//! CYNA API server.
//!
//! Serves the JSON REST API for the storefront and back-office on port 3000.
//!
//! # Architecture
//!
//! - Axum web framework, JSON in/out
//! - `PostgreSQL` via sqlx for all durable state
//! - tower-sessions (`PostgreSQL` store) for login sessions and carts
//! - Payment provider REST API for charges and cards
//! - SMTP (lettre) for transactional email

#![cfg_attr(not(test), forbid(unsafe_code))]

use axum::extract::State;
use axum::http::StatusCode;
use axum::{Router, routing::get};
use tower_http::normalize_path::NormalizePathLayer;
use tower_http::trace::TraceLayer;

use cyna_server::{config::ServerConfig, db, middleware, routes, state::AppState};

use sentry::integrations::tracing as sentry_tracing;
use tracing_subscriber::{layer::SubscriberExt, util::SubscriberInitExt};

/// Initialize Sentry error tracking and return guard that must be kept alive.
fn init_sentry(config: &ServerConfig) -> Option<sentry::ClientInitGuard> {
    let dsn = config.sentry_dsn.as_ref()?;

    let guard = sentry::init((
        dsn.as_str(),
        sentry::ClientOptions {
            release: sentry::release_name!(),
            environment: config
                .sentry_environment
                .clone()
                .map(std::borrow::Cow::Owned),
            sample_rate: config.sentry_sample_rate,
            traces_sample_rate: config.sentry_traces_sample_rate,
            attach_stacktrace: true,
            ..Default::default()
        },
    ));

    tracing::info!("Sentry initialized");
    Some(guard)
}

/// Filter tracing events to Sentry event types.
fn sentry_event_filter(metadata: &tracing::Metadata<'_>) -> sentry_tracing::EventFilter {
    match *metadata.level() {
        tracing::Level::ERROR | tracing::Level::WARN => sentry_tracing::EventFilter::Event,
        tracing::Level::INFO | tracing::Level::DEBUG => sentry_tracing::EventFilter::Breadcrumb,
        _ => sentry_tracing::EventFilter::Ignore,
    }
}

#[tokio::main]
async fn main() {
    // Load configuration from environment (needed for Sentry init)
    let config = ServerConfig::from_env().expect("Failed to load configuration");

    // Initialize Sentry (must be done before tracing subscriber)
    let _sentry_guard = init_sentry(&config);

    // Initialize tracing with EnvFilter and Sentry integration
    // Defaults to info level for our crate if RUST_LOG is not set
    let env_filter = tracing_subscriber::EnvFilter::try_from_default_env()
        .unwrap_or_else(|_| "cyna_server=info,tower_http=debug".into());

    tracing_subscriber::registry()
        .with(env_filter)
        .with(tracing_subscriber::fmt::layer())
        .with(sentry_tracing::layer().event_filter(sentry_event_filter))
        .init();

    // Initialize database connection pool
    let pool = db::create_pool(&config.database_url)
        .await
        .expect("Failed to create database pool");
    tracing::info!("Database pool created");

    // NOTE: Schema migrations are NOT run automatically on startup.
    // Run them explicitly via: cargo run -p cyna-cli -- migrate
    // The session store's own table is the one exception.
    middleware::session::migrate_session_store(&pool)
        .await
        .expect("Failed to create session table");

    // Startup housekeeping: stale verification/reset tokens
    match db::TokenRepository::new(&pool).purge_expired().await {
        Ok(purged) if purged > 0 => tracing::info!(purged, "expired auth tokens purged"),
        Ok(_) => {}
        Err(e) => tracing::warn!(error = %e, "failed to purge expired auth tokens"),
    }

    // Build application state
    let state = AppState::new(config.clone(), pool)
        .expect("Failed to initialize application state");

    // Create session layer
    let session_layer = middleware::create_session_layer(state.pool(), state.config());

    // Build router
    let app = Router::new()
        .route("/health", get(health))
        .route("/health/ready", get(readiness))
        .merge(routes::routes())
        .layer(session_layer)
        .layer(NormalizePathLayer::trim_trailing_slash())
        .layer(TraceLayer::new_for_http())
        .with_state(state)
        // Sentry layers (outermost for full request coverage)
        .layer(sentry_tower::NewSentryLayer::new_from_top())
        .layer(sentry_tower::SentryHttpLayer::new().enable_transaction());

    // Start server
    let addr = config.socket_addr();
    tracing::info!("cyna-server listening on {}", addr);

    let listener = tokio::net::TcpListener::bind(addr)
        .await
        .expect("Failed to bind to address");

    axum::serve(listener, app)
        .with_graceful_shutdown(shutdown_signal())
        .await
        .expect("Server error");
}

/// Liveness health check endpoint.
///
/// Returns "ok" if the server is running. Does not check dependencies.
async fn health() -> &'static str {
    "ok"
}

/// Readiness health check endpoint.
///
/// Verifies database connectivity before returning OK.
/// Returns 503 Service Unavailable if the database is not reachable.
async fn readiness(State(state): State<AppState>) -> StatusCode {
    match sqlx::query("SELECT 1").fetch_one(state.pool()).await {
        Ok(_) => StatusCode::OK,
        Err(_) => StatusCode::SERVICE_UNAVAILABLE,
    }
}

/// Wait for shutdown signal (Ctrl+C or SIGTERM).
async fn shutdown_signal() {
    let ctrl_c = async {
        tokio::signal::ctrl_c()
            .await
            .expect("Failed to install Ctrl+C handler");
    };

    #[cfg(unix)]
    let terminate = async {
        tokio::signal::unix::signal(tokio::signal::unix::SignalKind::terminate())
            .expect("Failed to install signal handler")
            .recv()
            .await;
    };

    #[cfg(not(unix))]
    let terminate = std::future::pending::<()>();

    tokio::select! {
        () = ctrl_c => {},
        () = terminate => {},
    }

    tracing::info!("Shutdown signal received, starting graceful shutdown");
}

■ ■ ■ ■ ■

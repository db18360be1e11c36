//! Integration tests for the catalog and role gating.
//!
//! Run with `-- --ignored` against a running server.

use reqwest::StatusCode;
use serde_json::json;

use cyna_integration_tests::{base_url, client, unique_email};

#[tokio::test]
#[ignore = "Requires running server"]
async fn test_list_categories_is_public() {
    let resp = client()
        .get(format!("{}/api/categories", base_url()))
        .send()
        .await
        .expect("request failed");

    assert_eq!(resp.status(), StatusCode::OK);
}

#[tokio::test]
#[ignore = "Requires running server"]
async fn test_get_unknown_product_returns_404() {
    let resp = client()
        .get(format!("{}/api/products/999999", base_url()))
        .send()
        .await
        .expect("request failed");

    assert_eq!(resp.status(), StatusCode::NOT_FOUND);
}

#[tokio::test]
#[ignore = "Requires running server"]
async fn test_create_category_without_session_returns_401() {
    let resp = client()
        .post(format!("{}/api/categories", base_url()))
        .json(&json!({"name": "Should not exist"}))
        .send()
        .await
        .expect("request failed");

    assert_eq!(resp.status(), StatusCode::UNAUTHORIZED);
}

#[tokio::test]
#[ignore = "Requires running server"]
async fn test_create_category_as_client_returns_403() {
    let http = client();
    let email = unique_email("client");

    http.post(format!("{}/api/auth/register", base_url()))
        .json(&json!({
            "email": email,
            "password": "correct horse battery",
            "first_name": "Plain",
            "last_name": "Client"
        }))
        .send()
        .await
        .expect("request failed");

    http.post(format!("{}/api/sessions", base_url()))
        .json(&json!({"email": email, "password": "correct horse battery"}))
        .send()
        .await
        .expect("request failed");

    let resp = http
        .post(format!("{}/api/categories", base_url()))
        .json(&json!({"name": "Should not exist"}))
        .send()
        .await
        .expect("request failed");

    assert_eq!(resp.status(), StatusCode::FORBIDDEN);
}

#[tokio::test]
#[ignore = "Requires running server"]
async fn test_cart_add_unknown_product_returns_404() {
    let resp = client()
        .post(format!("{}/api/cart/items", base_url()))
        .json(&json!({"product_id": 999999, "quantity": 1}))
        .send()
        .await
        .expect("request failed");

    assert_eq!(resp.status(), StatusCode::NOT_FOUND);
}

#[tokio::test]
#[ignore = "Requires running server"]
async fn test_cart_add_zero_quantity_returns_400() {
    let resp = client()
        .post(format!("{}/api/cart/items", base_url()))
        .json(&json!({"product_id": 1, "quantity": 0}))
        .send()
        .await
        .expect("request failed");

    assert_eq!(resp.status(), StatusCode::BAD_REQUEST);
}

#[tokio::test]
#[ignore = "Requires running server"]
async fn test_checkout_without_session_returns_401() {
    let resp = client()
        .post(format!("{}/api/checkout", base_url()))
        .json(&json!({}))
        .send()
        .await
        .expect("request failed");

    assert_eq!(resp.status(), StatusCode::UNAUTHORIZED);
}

■ ■ ■ ■ ■

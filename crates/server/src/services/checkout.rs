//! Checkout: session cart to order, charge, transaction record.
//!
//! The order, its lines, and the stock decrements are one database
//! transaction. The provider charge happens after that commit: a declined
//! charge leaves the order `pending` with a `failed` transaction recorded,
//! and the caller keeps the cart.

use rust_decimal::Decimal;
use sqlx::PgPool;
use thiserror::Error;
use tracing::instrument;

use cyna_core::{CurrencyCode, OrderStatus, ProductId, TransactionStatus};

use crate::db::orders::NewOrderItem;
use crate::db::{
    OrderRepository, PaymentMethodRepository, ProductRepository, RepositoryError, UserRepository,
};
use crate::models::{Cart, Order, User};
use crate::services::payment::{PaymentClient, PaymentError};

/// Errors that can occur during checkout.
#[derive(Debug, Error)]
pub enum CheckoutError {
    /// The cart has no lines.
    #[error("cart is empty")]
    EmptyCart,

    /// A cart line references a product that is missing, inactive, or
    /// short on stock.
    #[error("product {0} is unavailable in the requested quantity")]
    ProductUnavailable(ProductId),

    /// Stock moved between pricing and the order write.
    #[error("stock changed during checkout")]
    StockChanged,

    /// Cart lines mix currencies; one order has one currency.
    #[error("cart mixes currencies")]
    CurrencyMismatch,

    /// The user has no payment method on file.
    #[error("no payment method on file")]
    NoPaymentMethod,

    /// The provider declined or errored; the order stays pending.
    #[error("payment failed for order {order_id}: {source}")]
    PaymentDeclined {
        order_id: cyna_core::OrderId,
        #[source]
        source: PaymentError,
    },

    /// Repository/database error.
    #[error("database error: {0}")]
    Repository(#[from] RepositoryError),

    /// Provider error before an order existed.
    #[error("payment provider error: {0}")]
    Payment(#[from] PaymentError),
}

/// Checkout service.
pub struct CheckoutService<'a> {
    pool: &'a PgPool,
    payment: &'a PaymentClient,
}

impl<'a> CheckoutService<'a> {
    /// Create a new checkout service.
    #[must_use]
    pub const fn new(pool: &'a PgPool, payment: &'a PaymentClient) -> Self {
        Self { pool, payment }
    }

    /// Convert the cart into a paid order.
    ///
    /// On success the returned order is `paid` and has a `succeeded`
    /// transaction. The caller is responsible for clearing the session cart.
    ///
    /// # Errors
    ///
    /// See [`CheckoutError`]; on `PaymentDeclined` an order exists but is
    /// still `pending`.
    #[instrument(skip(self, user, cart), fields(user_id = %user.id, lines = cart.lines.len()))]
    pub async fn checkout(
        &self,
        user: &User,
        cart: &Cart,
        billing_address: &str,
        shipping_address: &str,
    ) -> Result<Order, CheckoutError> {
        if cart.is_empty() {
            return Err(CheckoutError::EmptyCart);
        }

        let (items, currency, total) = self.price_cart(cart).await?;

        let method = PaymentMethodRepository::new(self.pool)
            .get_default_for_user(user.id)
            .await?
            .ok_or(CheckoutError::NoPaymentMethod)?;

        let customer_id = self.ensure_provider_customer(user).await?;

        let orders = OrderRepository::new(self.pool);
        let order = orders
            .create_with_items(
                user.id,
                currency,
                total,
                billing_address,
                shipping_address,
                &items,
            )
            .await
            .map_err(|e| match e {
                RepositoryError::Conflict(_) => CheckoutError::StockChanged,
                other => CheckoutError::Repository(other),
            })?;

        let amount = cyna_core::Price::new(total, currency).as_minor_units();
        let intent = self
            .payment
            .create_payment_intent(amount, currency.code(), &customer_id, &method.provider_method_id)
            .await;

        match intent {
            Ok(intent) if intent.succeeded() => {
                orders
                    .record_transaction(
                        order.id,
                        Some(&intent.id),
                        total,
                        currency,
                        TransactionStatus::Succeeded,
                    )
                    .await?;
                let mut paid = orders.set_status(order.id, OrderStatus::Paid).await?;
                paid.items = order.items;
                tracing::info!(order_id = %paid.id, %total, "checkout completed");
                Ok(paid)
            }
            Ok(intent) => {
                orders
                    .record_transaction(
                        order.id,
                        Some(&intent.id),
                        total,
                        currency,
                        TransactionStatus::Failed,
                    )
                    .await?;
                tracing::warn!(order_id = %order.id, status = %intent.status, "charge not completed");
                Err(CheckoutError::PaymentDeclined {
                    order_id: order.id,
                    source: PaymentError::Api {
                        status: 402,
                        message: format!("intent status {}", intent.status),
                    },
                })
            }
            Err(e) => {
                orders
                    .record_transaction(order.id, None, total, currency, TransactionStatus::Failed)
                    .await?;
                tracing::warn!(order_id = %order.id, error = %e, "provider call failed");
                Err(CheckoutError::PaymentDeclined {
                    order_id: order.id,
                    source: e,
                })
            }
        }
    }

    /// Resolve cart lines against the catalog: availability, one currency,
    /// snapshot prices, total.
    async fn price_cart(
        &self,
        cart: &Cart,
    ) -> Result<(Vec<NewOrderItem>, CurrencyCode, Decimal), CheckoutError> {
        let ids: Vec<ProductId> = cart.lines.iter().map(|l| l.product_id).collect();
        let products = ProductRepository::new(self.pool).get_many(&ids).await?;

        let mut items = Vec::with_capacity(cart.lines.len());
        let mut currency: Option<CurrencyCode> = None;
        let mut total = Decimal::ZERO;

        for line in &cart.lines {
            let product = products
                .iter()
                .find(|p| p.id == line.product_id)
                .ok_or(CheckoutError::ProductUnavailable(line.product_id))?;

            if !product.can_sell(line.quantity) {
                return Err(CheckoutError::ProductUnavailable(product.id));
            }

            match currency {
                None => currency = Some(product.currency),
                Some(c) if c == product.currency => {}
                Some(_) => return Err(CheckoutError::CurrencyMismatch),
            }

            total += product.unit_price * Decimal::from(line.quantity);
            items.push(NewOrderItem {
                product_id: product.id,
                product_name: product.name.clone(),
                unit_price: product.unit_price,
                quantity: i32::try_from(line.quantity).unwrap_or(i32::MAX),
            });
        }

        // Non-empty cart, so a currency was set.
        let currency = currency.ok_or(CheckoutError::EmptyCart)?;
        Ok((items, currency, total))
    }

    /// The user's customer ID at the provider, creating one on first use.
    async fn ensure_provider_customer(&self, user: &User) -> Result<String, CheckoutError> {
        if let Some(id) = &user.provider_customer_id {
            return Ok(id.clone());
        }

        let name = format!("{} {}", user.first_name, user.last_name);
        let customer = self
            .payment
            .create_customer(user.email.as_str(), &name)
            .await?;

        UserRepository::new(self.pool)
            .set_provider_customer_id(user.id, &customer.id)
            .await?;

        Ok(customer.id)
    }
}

■ ■ ■ ■ ■

Exercise:
Go through the material and copy every line in which the word "amount" occurs.

Result of the exercise:
        let amount = cyna_core::Price::new(total, currency).as_minor_units();
            .create_payment_intent(amount, currency.code(), &customer_id, &method.provider_method_id)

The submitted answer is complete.